◆ YOUR TASK ◆
The lines to copy are those in the listing below that contain the word "backend".

◆ SOURCE MATERIAL ◆
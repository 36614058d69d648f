//! PostgreSQL adapter over tokio-postgres with a deadpool connection pool.

use async_trait::async_trait;
use deadpool_postgres::{Config as PoolConfig, Pool, Runtime};
use tokio_postgres::types::Type;
use tokio_postgres::NoTls;
use tracing::debug;

use crate::dialect::DialectImpl;
use crate::error::{DiffError, Result};
use crate::schema::RawColumn;
use crate::segment::{Row, TablePath};

use super::uri::ConnectionUri;
use super::Adapter;

pub struct PostgresAdapter {
    pool: Pool,
    dialect: DialectImpl,
    fingerprint: String,
}

impl PostgresAdapter {
    pub async fn connect(uri: ConnectionUri) -> Result<Self> {
        let mut cfg = PoolConfig::new();
        cfg.host = Some(uri.host.clone());
        cfg.port = uri.port;
        cfg.user = uri.user.clone();
        cfg.password = uri.password.clone();
        cfg.dbname = uri.database.clone();

        let pool = cfg
            .create_pool(Some(Runtime::Tokio1), NoTls)
            .map_err(|e| DiffError::backend(format!("Failed to create pool: {}", e)))?;

        let adapter = Self {
            pool,
            dialect: uri.dialect()?,
            fingerprint: uri.scrubbed(),
        };
        adapter.healthcheck().await?;
        Ok(adapter)
    }

    async fn client(&self) -> Result<deadpool_postgres::Object> {
        self.pool
            .get()
            .await
            .map_err(|e| DiffError::transient(format!("Pool checkout failed: {}", e)))
    }
}

/// Render one projected value as text, independent of its wire type.
fn value_to_text(row: &tokio_postgres::Row, idx: usize) -> Result<Option<String>> {
    let col_type = row.columns()[idx].type_();
    let text = match *col_type {
        Type::INT2 => row.try_get::<_, Option<i16>>(idx)?.map(|v| v.to_string()),
        Type::INT4 => row.try_get::<_, Option<i32>>(idx)?.map(|v| v.to_string()),
        Type::INT8 => row.try_get::<_, Option<i64>>(idx)?.map(|v| v.to_string()),
        Type::FLOAT4 => row.try_get::<_, Option<f32>>(idx)?.map(|v| v.to_string()),
        Type::FLOAT8 => row.try_get::<_, Option<f64>>(idx)?.map(|v| v.to_string()),
        Type::BOOL => row
            .try_get::<_, Option<bool>>(idx)?
            .map(|v| if v { "1" } else { "0" }.to_string()),
        _ => row.try_get::<_, Option<String>>(idx).map_err(|e| {
            DiffError::backend(format!(
                "Cannot read column {} of type {} as text: {}",
                idx, col_type, e
            ))
        })?,
    };
    Ok(text)
}

#[async_trait]
impl Adapter for PostgresAdapter {
    fn dialect(&self) -> &DialectImpl {
        &self.dialect
    }

    fn fingerprint(&self) -> &str {
        &self.fingerprint
    }

    async fn query_rows(&self, sql: &str) -> Result<Vec<Row>> {
        debug!(sql, "postgres query");
        let client = self.client().await?;
        let rows = client.query(sql, &[]).await?;
        let mut out = Vec::with_capacity(rows.len());
        for row in &rows {
            let mut values = Vec::with_capacity(row.len());
            for idx in 0..row.len() {
                values.push(value_to_text(row, idx)?);
            }
            out.push(values);
        }
        Ok(out)
    }

    async fn execute(&self, sql: &str) -> Result<u64> {
        debug!(sql, "postgres execute");
        let client = self.client().await?;
        Ok(client.execute(sql, &[]).await?)
    }

    async fn list_columns(&self, path: &TablePath) -> Result<Vec<RawColumn>> {
        let (schema, table) = match path.0.as_slice() {
            [table] => ("public".to_string(), table.clone()),
            [.., schema, table] => (schema.clone(), table.clone()),
            [] => return Err(DiffError::Config("Empty table path".into())),
        };

        // information_schema exposes domain types; cast to base types so the
        // driver can decode them directly.
        let sql = "SELECT column_name::text, data_type::text, \
                   datetime_precision::int4, numeric_precision::int4, \
                   numeric_scale::int4, is_nullable::text \
                   FROM information_schema.columns \
                   WHERE table_schema = $1 AND table_name = $2 \
                   ORDER BY ordinal_position";
        let client = self.client().await?;
        let rows = client.query(sql, &[&schema, &table]).await?;
        if rows.is_empty() {
            return Err(DiffError::Config(format!("Table not found: {}", path)));
        }

        let mut columns = Vec::with_capacity(rows.len());
        for row in &rows {
            columns.push(RawColumn {
                name: row.try_get::<_, String>(0)?,
                type_text: row.try_get::<_, String>(1)?,
                datetime_precision: row.try_get::<_, Option<i32>>(2)?.map(|p| p as u8),
                numeric_precision: row.try_get::<_, Option<i32>>(3)?.map(|p| p.min(255) as u8),
                numeric_scale: row.try_get::<_, Option<i32>>(4)?.map(|s| s.min(255) as u8),
                nullable: row.try_get::<_, String>(5)? == "YES",
            });
        }
        Ok(columns)
    }

    async fn healthcheck(&self) -> Result<()> {
        let client = self.client().await?;
        client.query_one("SELECT 1", &[]).await?;
        Ok(())
    }

    async fn close(&self) {
        self.pool.close();
    }
}
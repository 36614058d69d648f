//! Parsing of `--min-age` / `--max-age` durations.
//!
//! Accepts concatenated `<count><unit>` atoms, e.g. `5min`, `1d2h`, `3w`.
//! Months and years are extrapolated to 30 and 365 days.

use chrono::{DateTime, Duration, Utc};

use crate::error::{DiffError, Result};

const UNITS: &[(&str, i64)] = &[
    ("seconds", 1),
    ("minutes", 60),
    ("hours", 3600),
    ("days", 86_400),
    ("weeks", 7 * 86_400),
    ("months", 30 * 86_400),
    ("years", 365 * 86_400),
    // Shortcuts
    ("s", 1),
    ("min", 60),
    ("h", 3600),
    ("d", 86_400),
    ("w", 7 * 86_400),
    ("mon", 30 * 86_400),
    ("y", 365 * 86_400),
];

fn unit_seconds(unit: &str) -> Result<i64> {
    UNITS
        .iter()
        .find(|(name, _)| *name == unit)
        .map(|(_, secs)| *secs)
        .ok_or_else(|| {
            let supported = UNITS
                .iter()
                .map(|(name, _)| *name)
                .collect::<Vec<_>>()
                .join(", ");
            DiffError::Config(format!(
                "'{}' is not a recognized time unit. Supported units: {}",
                unit, supported
            ))
        })
}

/// Parse a time delta like `1d2h` or `90s`.
pub fn parse_age(text: &str) -> Result<Duration> {
    let mut rest = text.trim();
    if rest.is_empty() {
        return Err(DiffError::Config("No time difference specified".into()));
    }

    let mut total_seconds: i64 = 0;
    let mut seen_units: Vec<String> = Vec::new();
    while !rest.is_empty() {
        let digits_end = rest
            .find(|c: char| !c.is_ascii_digit())
            .ok_or_else(|| bad_delta(text))?;
        if digits_end == 0 {
            return Err(bad_delta(text));
        }
        let count: i64 = rest[..digits_end].parse().map_err(|_| bad_delta(text))?;

        let unit_end = rest[digits_end..]
            .find(|c: char| c.is_ascii_digit())
            .map(|i| digits_end + i)
            .unwrap_or(rest.len());
        let unit = &rest[digits_end..unit_end];

        if seen_units.iter().any(|u| u == unit) {
            return Err(DiffError::Config(format!(
                "Time unit '{}' specified more than once",
                unit
            )));
        }
        seen_units.push(unit.to_string());

        total_seconds = total_seconds
            .checked_add(count.checked_mul(unit_seconds(unit)?).ok_or_else(|| bad_delta(text))?)
            .ok_or_else(|| bad_delta(text))?;
        rest = &rest[unit_end..];
    }

    Ok(Duration::seconds(total_seconds))
}

fn bad_delta(text: &str) -> DiffError {
    DiffError::Config(format!(
        "Cannot parse '{}': not a recognized time delta",
        text
    ))
}

/// The instant `delta` before `now`.
pub fn time_before(now: DateTime<Utc>, delta: Duration) -> DateTime<Utc> {
    now - delta
}

#[cfg(test)]
mod tests {
    use super::*;

    #[test]
    fn test_parse_single_units() {
        assert_eq!(parse_age("90s").unwrap(), Duration::seconds(90));
        assert_eq!(parse_age("5min").unwrap(), Duration::minutes(5));
        assert_eq!(parse_age("2h").unwrap(), Duration::hours(2));
        assert_eq!(parse_age("1d").unwrap(), Duration::days(1));
        assert_eq!(parse_age("3w").unwrap(), Duration::weeks(3));
        assert_eq!(parse_age("1mon").unwrap(), Duration::days(30));
        assert_eq!(parse_age("2y").unwrap(), Duration::days(730));
    }

    #[test]
    fn test_parse_compound() {
        assert_eq!(parse_age("1d2h").unwrap(), Duration::hours(26));
        assert_eq!(parse_age("1h30min").unwrap(), Duration::minutes(90));
    }

    #[test]
    fn test_parse_long_names() {
        assert_eq!(parse_age("2hours").unwrap(), Duration::hours(2));
        assert_eq!(parse_age("10minutes").unwrap(), Duration::minutes(10));
    }

    #[test]
    fn test_rejects_garbage() {
        assert!(parse_age("").is_err());
        assert!(parse_age("h5").is_err());
        assert!(parse_age("5fortnights").is_err());
        assert!(parse_age("5min5min").is_err());
    }

    #[test]
    fn test_time_before() {
        let now = Utc::now();
        assert_eq!(time_before(now, Duration::hours(1)), now - Duration::hours(1));
    }
}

◆ YOUR SOLUTION ◆
            .map_err(|e| DiffError::backend(format!("Failed to create pool: {}", e)))?;
            DiffError::backend(format!(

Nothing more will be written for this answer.